-- Opening Marker --

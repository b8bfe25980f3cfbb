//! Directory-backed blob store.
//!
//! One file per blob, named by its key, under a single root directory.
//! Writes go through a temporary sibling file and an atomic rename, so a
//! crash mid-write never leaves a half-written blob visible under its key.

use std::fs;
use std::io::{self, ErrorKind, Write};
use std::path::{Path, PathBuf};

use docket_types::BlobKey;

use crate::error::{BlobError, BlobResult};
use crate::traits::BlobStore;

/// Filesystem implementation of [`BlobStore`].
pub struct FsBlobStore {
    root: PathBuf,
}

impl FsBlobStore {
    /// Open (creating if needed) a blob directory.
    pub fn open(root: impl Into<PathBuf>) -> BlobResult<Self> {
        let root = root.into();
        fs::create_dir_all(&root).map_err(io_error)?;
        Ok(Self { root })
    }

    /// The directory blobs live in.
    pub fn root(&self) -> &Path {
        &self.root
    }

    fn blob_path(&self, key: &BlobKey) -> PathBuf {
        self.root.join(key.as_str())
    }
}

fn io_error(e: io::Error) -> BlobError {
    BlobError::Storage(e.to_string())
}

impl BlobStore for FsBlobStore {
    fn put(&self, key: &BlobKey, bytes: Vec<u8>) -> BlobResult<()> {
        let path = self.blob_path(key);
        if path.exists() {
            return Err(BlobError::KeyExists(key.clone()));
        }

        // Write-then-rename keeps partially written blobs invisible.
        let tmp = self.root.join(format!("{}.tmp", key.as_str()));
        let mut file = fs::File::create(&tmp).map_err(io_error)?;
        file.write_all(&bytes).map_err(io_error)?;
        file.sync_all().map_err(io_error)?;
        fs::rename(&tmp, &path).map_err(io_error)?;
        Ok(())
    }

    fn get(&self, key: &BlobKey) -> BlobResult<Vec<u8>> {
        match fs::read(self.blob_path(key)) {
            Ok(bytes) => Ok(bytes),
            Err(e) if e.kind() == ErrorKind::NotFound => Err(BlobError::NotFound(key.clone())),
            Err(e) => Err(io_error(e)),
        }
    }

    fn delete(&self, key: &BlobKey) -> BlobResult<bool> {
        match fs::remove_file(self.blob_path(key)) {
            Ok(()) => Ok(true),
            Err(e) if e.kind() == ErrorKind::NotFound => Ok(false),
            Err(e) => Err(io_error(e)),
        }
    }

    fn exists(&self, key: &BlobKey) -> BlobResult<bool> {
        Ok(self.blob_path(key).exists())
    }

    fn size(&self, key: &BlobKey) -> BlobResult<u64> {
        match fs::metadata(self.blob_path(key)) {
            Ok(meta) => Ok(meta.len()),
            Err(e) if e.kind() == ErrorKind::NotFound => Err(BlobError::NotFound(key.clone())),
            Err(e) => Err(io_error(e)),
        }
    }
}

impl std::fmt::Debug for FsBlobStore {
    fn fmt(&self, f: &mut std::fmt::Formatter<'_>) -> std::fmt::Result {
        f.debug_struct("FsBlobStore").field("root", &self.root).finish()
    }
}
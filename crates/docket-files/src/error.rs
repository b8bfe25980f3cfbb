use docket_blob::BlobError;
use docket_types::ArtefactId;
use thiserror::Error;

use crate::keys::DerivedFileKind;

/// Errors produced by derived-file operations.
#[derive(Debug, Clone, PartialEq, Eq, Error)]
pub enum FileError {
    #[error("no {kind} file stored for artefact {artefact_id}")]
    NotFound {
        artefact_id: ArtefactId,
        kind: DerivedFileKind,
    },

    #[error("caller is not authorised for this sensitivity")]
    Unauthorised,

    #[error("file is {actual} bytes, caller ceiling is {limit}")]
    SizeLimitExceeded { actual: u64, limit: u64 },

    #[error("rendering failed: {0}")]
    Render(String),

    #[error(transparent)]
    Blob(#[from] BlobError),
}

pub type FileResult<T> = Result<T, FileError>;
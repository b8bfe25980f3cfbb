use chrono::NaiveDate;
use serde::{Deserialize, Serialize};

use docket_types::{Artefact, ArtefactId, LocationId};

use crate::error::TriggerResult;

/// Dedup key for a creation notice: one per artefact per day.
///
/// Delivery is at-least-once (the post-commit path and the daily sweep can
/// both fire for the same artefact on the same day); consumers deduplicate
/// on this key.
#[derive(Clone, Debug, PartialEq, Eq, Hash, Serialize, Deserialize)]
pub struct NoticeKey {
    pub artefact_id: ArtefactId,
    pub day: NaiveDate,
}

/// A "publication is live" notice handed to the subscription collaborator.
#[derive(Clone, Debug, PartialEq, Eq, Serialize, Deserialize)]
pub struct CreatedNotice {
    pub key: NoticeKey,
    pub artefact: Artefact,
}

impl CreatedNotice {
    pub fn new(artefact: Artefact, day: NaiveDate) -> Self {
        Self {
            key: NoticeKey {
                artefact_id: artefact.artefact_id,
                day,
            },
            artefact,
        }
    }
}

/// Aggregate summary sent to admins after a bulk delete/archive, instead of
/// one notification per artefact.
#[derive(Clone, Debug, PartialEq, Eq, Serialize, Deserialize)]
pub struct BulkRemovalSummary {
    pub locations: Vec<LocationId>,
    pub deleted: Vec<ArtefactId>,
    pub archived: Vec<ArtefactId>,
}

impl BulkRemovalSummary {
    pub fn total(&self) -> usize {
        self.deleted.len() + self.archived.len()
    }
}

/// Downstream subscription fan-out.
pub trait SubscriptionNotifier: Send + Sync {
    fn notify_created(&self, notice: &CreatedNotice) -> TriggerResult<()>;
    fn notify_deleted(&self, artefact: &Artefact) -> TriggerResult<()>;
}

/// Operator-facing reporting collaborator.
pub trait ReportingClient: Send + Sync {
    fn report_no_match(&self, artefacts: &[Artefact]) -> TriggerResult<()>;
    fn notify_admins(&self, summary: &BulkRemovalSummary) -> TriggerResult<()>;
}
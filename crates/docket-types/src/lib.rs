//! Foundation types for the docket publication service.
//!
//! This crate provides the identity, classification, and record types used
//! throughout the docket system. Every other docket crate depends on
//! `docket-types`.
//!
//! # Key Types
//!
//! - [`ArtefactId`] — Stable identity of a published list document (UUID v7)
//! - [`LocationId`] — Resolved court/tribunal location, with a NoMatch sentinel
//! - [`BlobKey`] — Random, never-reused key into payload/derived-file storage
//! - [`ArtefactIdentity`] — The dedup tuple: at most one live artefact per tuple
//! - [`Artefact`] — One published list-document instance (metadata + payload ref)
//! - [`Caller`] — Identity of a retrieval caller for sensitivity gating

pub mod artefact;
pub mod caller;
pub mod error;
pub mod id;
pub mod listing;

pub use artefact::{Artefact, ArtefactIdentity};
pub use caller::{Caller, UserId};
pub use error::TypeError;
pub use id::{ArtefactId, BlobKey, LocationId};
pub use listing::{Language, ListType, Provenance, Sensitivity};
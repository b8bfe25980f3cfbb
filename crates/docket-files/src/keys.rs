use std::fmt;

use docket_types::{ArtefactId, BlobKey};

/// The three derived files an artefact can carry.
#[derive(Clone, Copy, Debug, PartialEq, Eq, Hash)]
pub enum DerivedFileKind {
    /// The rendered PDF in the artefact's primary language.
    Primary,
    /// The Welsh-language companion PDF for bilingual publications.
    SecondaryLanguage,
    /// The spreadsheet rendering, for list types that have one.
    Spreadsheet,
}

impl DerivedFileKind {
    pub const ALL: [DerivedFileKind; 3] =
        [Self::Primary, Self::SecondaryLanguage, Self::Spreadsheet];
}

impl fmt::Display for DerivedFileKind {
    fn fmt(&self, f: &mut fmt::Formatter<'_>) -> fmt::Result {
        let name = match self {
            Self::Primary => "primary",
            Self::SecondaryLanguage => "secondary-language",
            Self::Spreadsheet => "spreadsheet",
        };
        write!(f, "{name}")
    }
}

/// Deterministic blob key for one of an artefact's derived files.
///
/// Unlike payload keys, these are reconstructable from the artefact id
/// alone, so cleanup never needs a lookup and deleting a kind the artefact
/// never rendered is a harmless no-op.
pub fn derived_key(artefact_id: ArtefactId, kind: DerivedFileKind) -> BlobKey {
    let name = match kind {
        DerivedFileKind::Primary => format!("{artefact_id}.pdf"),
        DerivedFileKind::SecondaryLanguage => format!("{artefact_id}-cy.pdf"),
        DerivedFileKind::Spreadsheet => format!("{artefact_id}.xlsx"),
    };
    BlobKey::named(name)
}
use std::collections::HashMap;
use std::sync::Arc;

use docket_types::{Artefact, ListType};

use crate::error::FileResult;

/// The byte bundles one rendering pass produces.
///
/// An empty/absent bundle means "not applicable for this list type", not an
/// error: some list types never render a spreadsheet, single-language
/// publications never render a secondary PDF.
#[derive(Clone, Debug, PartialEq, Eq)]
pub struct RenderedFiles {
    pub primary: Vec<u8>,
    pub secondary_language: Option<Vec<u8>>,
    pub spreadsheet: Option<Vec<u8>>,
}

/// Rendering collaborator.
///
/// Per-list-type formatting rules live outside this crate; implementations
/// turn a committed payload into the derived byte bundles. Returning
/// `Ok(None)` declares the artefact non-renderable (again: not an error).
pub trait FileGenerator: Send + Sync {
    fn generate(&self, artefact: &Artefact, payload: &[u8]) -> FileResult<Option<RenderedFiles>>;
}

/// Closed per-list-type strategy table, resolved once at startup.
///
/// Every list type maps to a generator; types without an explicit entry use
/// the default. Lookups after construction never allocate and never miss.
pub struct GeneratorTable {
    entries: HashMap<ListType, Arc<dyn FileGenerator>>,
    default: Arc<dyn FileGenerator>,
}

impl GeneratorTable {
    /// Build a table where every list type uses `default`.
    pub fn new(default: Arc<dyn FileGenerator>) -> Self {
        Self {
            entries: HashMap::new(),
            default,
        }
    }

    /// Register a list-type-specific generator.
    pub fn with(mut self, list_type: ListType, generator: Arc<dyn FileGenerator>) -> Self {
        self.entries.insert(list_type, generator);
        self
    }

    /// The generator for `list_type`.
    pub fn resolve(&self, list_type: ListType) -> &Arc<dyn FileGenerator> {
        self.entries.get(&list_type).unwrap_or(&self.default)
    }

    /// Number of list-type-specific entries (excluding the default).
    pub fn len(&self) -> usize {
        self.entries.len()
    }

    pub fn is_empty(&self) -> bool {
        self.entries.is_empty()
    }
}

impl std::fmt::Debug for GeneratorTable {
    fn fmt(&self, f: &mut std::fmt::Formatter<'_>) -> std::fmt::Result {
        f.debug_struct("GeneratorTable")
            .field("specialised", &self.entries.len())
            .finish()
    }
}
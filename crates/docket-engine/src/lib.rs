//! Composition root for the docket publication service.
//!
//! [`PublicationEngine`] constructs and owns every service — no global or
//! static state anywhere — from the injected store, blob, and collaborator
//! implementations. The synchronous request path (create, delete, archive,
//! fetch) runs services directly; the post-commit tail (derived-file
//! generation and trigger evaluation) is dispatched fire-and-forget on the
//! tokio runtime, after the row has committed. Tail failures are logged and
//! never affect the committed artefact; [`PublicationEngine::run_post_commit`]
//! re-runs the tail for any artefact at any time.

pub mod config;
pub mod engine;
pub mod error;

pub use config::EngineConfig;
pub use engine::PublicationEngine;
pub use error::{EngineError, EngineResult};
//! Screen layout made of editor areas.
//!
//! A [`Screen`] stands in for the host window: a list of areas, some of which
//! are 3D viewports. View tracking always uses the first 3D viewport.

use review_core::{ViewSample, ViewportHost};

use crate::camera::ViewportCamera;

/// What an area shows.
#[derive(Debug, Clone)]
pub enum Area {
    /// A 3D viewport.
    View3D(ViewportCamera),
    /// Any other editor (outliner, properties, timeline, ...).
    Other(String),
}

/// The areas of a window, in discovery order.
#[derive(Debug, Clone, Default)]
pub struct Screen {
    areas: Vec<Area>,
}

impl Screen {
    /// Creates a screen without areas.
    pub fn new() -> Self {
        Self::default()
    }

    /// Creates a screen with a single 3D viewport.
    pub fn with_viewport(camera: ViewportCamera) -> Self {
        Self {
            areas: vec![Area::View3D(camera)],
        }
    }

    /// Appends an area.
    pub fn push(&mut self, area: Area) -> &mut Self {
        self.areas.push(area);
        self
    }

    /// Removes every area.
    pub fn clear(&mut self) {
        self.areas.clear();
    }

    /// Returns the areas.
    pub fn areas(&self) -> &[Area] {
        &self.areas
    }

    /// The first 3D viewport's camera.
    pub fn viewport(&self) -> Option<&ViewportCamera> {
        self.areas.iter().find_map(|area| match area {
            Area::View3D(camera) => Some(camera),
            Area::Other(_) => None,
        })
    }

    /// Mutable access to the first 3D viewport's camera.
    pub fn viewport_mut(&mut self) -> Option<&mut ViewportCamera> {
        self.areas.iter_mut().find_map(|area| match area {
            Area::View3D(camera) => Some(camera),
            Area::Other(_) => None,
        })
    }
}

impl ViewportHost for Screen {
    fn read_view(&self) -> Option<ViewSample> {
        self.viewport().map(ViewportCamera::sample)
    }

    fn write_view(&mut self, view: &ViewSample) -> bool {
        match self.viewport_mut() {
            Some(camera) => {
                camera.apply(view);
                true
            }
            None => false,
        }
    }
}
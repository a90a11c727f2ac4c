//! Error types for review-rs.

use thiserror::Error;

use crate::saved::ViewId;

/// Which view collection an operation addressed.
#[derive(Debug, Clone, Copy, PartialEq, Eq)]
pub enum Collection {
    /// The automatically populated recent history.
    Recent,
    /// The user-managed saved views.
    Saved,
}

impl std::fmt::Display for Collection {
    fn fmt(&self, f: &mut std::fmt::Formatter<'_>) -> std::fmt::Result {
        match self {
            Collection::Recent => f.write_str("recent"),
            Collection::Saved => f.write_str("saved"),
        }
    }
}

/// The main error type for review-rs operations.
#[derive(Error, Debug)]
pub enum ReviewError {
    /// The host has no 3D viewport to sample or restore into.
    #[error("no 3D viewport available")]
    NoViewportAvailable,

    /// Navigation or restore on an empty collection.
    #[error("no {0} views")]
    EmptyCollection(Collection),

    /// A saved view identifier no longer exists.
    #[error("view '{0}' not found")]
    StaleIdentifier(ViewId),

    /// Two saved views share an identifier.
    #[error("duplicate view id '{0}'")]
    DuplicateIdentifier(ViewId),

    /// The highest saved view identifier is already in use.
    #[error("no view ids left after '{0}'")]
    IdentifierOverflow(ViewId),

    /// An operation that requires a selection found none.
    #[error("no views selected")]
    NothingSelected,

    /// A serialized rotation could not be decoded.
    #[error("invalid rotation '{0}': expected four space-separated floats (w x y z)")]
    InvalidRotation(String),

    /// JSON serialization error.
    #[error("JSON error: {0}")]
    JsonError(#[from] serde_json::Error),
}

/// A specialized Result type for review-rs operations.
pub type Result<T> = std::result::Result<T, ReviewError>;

-- Closing Marker --

WHAT THE TASK REQUIRES — Give back, word for word, only the lines above from the line holding "use crate::traits::BlobStore;" to the line holding "let root = root.into();", both included.

ANSWER TO THIS PROBLEM —
use crate::traits::BlobStore;

/// Filesystem implementation of [`BlobStore`].
pub struct FsBlobStore {
    root: PathBuf,
}

impl FsBlobStore {
    /// Open (creating if needed) a blob directory.
    pub fn open(root: impl Into<PathBuf>) -> BlobResult<Self> {
        let root = root.into();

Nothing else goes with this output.